**Dataset extract:**
=== Section Start ===
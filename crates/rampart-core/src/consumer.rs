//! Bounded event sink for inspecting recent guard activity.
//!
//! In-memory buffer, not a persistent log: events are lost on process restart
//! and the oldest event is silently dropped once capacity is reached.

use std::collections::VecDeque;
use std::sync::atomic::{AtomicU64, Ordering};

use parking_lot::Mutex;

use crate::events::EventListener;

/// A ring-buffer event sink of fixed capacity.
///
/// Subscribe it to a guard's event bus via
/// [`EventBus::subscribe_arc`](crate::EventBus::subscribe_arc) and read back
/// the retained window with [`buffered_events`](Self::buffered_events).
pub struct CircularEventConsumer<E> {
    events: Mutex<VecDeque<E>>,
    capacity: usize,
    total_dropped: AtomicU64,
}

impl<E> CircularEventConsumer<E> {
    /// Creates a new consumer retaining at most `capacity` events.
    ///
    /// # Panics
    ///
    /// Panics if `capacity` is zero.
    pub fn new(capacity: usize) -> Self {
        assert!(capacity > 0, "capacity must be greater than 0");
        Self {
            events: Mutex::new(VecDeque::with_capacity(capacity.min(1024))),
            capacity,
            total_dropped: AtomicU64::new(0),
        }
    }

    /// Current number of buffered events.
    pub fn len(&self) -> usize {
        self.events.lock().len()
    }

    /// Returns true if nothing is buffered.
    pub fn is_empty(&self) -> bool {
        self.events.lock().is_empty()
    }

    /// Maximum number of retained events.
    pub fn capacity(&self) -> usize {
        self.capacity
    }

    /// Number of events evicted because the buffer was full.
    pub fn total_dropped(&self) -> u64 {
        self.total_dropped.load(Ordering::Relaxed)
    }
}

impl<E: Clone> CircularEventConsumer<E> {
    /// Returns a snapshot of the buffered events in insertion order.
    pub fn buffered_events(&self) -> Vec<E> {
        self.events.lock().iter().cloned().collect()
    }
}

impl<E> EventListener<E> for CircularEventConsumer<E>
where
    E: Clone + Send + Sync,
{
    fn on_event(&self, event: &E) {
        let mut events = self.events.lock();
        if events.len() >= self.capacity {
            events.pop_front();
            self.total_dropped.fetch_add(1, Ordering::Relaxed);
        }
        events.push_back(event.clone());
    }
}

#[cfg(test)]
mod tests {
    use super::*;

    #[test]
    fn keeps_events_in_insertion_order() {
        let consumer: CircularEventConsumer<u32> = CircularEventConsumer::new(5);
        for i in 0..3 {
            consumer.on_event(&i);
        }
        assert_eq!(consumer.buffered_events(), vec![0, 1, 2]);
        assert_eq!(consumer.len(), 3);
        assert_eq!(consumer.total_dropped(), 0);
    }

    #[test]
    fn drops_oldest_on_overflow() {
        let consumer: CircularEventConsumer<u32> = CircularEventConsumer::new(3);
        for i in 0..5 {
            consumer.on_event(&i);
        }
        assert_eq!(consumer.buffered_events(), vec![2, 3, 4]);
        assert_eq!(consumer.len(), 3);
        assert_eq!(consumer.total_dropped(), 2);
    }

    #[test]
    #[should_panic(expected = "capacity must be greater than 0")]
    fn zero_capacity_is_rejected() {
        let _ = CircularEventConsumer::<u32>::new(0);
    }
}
=== Section End ===
=== Section Start ===
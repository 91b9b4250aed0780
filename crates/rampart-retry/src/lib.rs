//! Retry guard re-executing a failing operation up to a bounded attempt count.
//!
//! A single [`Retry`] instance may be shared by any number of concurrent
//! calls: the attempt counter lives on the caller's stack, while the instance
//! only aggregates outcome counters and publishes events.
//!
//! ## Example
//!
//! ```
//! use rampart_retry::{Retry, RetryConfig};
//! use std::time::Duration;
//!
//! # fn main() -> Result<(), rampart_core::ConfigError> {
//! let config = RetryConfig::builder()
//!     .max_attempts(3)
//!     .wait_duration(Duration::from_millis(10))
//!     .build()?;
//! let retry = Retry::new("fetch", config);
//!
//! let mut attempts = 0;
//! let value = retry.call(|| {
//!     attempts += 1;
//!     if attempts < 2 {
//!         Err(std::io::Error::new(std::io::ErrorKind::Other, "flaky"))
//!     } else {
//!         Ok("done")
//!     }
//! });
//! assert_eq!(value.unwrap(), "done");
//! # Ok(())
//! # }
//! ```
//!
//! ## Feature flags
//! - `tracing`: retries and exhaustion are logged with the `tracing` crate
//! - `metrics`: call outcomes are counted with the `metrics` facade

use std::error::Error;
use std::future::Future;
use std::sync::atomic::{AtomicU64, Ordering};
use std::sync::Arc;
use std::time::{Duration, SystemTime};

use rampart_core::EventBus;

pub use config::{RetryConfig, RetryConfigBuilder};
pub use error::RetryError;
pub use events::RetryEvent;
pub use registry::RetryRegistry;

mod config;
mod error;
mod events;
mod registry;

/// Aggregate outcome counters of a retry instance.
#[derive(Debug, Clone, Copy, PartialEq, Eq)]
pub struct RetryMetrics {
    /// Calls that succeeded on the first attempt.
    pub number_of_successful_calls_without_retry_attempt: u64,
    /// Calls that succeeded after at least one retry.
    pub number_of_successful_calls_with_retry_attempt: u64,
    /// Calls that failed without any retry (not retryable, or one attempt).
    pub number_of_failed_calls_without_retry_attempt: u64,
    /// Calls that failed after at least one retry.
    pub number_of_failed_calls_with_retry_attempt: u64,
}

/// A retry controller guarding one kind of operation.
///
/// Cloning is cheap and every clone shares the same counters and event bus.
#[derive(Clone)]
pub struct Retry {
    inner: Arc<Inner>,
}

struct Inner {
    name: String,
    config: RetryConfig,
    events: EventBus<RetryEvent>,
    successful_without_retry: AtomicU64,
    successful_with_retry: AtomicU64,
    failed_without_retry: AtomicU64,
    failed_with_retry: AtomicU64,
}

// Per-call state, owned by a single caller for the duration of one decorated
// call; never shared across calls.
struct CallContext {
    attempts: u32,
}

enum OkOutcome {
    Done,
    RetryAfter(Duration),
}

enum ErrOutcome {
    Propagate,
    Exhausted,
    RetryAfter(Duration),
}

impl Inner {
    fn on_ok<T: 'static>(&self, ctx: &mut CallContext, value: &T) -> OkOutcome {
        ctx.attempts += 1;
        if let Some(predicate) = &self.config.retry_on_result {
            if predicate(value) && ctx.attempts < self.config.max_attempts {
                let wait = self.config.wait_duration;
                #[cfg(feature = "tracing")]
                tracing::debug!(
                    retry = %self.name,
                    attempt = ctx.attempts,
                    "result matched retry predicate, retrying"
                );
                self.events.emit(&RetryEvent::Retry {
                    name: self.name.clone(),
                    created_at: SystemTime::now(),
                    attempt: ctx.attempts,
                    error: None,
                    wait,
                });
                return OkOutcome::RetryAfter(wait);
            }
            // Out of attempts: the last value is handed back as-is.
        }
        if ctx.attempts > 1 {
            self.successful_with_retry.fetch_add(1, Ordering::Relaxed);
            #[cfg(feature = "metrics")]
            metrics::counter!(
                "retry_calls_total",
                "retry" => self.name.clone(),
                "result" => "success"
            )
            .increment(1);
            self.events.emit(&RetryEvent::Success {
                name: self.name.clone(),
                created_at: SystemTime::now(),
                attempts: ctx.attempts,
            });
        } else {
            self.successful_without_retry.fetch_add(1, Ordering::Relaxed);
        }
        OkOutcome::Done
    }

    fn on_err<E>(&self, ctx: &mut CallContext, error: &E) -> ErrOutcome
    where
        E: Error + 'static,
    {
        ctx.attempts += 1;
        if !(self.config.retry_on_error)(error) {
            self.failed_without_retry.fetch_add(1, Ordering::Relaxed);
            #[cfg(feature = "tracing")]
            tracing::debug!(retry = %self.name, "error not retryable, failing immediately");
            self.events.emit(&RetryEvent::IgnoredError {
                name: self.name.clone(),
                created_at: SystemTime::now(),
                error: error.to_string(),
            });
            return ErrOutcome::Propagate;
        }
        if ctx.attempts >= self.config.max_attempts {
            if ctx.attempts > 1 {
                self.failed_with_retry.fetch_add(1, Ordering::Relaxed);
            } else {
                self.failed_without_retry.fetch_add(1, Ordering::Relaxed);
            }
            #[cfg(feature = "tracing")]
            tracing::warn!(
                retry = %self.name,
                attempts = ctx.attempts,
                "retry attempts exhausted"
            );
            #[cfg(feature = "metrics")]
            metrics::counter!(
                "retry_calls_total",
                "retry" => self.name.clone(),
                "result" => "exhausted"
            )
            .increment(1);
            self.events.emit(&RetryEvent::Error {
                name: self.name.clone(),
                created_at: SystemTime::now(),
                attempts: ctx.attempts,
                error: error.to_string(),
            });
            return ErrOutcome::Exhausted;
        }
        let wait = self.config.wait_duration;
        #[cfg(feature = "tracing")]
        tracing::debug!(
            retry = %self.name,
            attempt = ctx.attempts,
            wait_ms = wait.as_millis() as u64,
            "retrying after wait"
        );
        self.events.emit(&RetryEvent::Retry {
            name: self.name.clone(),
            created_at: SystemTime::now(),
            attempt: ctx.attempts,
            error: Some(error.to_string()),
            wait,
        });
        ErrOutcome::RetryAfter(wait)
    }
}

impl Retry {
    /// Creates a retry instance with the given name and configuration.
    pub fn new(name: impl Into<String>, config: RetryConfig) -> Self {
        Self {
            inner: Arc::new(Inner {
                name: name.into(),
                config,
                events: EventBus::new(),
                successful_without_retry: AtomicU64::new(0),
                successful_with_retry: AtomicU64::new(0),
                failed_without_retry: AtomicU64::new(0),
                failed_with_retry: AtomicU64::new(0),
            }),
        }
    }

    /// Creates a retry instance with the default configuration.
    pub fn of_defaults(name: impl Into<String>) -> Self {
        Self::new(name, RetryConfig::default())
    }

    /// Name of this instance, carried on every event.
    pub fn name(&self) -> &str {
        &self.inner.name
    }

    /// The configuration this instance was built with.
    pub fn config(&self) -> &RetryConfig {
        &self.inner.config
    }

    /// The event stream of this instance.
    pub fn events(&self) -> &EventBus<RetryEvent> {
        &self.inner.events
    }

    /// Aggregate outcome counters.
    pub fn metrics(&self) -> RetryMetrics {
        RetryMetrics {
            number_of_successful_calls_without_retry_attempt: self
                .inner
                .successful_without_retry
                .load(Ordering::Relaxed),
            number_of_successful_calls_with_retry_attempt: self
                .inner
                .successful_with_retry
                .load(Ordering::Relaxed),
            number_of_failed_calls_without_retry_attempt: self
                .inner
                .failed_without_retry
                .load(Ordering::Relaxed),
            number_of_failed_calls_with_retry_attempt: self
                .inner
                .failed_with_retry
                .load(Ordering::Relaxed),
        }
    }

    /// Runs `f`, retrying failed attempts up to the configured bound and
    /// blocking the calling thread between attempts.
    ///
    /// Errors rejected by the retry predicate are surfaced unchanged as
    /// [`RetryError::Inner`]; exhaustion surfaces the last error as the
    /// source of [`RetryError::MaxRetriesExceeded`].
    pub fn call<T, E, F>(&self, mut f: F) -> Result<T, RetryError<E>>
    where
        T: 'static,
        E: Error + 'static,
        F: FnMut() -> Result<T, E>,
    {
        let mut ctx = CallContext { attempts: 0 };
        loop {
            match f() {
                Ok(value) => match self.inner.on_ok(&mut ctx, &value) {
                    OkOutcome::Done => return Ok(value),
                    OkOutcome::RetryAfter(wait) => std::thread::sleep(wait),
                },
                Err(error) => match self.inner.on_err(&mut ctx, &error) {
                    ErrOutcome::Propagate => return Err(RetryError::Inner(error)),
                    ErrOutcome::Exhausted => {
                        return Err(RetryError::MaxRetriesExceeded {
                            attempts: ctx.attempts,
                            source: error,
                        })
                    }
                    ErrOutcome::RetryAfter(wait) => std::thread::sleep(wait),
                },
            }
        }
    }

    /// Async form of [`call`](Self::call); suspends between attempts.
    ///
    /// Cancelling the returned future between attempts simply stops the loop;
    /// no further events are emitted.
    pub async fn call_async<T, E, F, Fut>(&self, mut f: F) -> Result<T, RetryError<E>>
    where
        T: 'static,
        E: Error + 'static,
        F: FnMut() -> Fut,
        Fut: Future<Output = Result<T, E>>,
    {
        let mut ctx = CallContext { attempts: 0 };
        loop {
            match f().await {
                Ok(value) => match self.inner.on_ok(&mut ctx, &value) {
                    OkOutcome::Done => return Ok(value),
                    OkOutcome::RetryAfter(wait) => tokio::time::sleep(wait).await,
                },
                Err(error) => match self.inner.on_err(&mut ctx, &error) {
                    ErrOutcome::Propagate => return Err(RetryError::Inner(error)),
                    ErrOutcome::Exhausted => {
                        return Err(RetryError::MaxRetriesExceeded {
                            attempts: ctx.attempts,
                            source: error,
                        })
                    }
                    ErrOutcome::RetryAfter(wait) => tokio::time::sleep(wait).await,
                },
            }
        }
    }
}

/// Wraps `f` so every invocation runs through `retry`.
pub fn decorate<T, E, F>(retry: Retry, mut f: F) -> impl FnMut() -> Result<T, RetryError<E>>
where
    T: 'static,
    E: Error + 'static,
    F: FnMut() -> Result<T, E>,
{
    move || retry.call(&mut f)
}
=== Section End ===
If a line in the records contains the string "derive", copy it out.

**Reply to the task:**
#[derive(Debug, Clone, Copy, PartialEq, Eq)]
#[derive(Clone)]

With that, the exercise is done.